» INPUT MATERIAL:
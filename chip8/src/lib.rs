pub mod audio;
pub mod bytecode;
mod clock;
pub mod constants;
mod cpu;
pub mod devices;
mod disasm;
pub mod display;
mod error;
mod memory;
pub mod op;
mod vm;

pub use self::{
    devices::KeyCode,
    error::{Chip8Error, Chip8Result},
    vm::Hz,
};

/// Version of the interpreter, reported by the drivers.
pub const IMPL_VERSION: &str = env!("CARGO_PKG_VERSION");

pub mod prelude {
    pub use super::{
        audio::{Segment, SegmentQueue, SquareWave},
        clock::{FrameClock, TickClock},
        cpu::{Chip8Cpu, TimerTick},
        devices::{KeyCode, Keypad},
        disasm::Disassembler,
        display::Display,
        error::{Chip8Error, Chip8Result},
        memory::{Memory, FONTSET},
        op::Op,
        vm::{Chip8Conf, Chip8Vm, Flow, FrameReport, Quirks},
    };
}
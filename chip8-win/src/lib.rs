mod app;
mod audio;
mod error;
mod inputmap;
mod render;
mod window;

pub use self::{
    app::Chip8App,
    audio::AudioOutput,
    error::{AppError, ErrorKind},
    inputmap::{InputKind, InputMap},
};

pub type EventLoop = winit::event_loop::EventLoop<()>;

/// Named application actions, bound in the key map.
pub mod actions {
    /// Close the window and stop the interpreter.
    pub const EXIT: &str = "exit";
}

» WORK TO BE COMPLETED:
Whenever "error" occurs in a line of the entries, copy that line.

» WORKED SOLUTION:
mod error;
    error::{Chip8Error, Chip8Result},
        error::{Chip8Error, Chip8Result},
mod error;
    error::{AppError, ErrorKind},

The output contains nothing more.